At the same time, the Republican % of the Democrat continues to outpace my model achieving a level not expected until the 8th day of early voting. My model expects the Democrats lead at the end of early voting to be 74,084, well below 2008 of 83,633 but probably not enough for Republicans to make up ground elsewhere absent a huge Romney win with Independents and cross-over voters. My model however thus far assumes greater Democrat performance than we have seen and worse performance for Republicans than we have seen. Both great signs for the coming model tweak as we like what we are seeing. As I wrote in the Washoe post regarding the predictive value of my model: “Using such limited data makes the models far less reliable for predictive purposes but still valuable to illustrate comparisons between the two elections. The forecasting value is inherently low based on only one election’s data (2008) and one day’s voting (2012). It is like extrapolating a heavily Democrat precinct’s data nation-wide in a Presidential election. It tends to lead to wrong conclusions, right President Kerry? But the model is very helpful for tracking purposes because deficits can signal signs of trouble while election-over-election advantages can indicate one party is making waves that could upset an election’s results.” Thus far we see plenty of takeaways that the model helps illustrate but the projection now 12 days out remains unreliable from a forecasting standpoint.

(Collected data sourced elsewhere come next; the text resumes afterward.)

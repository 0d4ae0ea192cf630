//! `{{placeholder}}` templates, parsed once and rendered per attempt

use super::PromptError;
use crate::error::PromptKind;

/// Values a template may reference
#[derive(Debug, Clone, Copy, PartialEq, Eq)]
pub(crate) enum Placeholder {
    Input,
    Attempt,
    MaxAttempts,
    /// Only meaningful in the error template
    Error,
}

impl Placeholder {
    fn parse(name: &str) -> Option<Self> {
        match name {
            "input" => Some(Self::Input),
            "attempt" => Some(Self::Attempt),
            "max_attempts" => Some(Self::MaxAttempts),
            "error" => Some(Self::Error),
            _ => None,
        }
    }
}

#[derive(Debug, Clone, PartialEq, Eq)]
enum Segment {
    Text(String),
    Value(Placeholder),
}

/// Resolved values for one render
pub(crate) struct Bindings<'a> {
    pub input: &'a str,
    pub attempt: u32,
    pub max_attempts: u32,
    pub error: Option<&'a str>,
}

#[derive(Debug, Clone, PartialEq, Eq)]
pub(crate) struct Template {
    segments: Vec<Segment>,
}

impl Template {
    pub(crate) fn parse(kind: PromptKind, source: &str) -> Result<Self, PromptError> {
        if source.trim().is_empty() {
            return Err(PromptError::Empty { kind });
        }

        let mut segments = Vec::new();
        let mut rest = source;
        let mut offset = 0;
        while let Some(open) = rest.find("{{") {
            if open > 0 {
                segments.push(Segment::Text(rest[..open].to_string()));
            }
            let after_open = &rest[open + 2..];
            let Some(close) = after_open.find("}}") else {
                return Err(PromptError::Unterminated {
                    kind,
                    offset: offset + open,
                });
            };
            let name = after_open[..close].trim();
            let placeholder =
                Placeholder::parse(name).ok_or_else(|| PromptError::UnknownPlaceholder {
                    kind,
                    name: name.to_string(),
                })?;
            if placeholder == Placeholder::Error && kind != PromptKind::Error {
                return Err(PromptError::PlaceholderNotAllowed {
                    kind,
                    name: name.to_string(),
                });
            }
            segments.push(Segment::Value(placeholder));

            let consumed = open + 2 + close + 2;
            offset += consumed;
            rest = &rest[consumed..];
        }
        if !rest.is_empty() {
            segments.push(Segment::Text(rest.to_string()));
        }

        Ok(Self { segments })
    }

    pub(crate) fn uses(&self, placeholder: Placeholder) -> bool {
        self.segments
            .iter()
            .any(|segment| *segment == Segment::Value(placeholder))
    }

    pub(crate) fn render(&self, bindings: &Bindings<'_>) -> String {
        let mut out = String::new();
        for segment in &self.segments {
            match segment {
                Segment::Text(text) => out.push_str(text),
                Segment::Value(Placeholder::Input) => out.push_str(bindings.input),
                Segment::Value(Placeholder::Attempt) => out.push_str(&bindings.attempt.to_string()),
                Segment::Value(Placeholder::MaxAttempts) => {
                    out.push_str(&bindings.max_attempts.to_string())
                }
                Segment::Value(Placeholder::Error) => {
                    out.push_str(bindings.error.unwrap_or_default())
                }
            }
        }
        out
    }
}
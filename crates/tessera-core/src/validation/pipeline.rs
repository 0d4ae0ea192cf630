//! Ordered, fail-fast validation pipeline

use super::layer::Validator;
use super::outcome::{ValidationFailure, ValidationOutcome};
use crate::agent::ExecutionContext;
use crate::hooks::{ExecutionCallbacks, ValidationCompleteEvent, ValidationStartEvent};
use serde_json::Value;
use std::fmt;
use std::sync::Arc;
use std::time::Instant;
use tokio_util::sync::CancellationToken;
use tracing::debug;
use uuid::Uuid;

/// The pipeline stopped because the execution was cancelled
#[derive(Debug, Clone, Copy, PartialEq, Eq, thiserror::Error)]
#[error("validation interrupted by cancellation")]
pub struct Interrupted;

/// Validators in declaration order
#[derive(Clone, Default)]
pub struct ValidationPipeline {
    layers: Vec<Arc<dyn Validator>>,
}

/// Per-run context the pipeline reports through
pub struct PipelineRun<'a> {
    pub execution_id: Uuid,
    pub callbacks: &'a ExecutionCallbacks,
    pub cancellation: &'a CancellationToken,
}

impl ValidationPipeline {
    pub fn new() -> Self {
        Self::default()
    }

    pub fn push(&mut self, layer: Arc<dyn Validator>) {
        self.layers.push(layer);
    }

    pub fn len(&self) -> usize {
        self.layers.len()
    }

    pub fn is_empty(&self) -> bool {
        self.layers.is_empty()
    }

    pub fn layers(&self) -> &[Arc<dyn Validator>] {
        &self.layers
    }

    pub fn names(&self) -> Vec<&str> {
        self.layers.iter().map(|layer| layer.name()).collect()
    }

    /// Run every layer in order until one rejects `output`
    ///
    /// Later layers never see an output an earlier layer rejected. Each
    /// layer races `run.cancellation`; a cancelled run yields
    /// [`Interrupted`] and no outcome.
    pub async fn run(
        &self,
        output: Value,
        context: &ExecutionContext,
        run: &PipelineRun<'_>,
    ) -> Result<ValidationOutcome, Interrupted> {
        for layer in &self.layers {
            run.callbacks.validation_start(|| ValidationStartEvent {
                execution_id: run.execution_id,
                attempt: context.attempt,
                validator_name: layer.name().to_string(),
                validator_kind: layer.kind(),
            });
            debug!(validator = layer.name(), attempt = context.attempt, "Running validation layer");

            let started = Instant::now();
            let result = tokio::select! {
                biased;
                _ = run.cancellation.cancelled() => return Err(Interrupted),
                result = layer.validate(&output, context) => result,
            };
            let failure = result
                .err()
                .map(|issue| ValidationFailure::new(issue, layer.name(), layer.description()));

            run.callbacks.validation_complete(|| ValidationCompleteEvent {
                execution_id: run.execution_id,
                attempt: context.attempt,
                validator_name: layer.name().to_string(),
                failure: failure.clone(),
                duration: started.elapsed(),
            });

            if let Some(failure) = failure {
                debug!(
                    validator = layer.name(),
                    "Validation layer rejected output: {}", failure.issue
                );
                return Ok(ValidationOutcome::Invalid(failure));
            }
        }
        Ok(ValidationOutcome::Valid(output))
    }
}

impl fmt::Debug for ValidationPipeline {
    fn fmt(&self, f: &mut fmt::Formatter<'_>) -> fmt::Result {
        f.debug_list().entries(self.names()).finish()
    }
}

This is a great start and a sign Republicans have a great opportunity seriously eat into the Democrats early vote strength and flip Nevada on the strength of ground forces alone. A final note of warning, this analysis must include the caveat that Romney has to do well with Independents if he is going to turn Nevada red and this is something he has struggled with this cycle in Nevada. Hopefully today’s event in Henderson and tomorrow’s event in Reno can turn that around.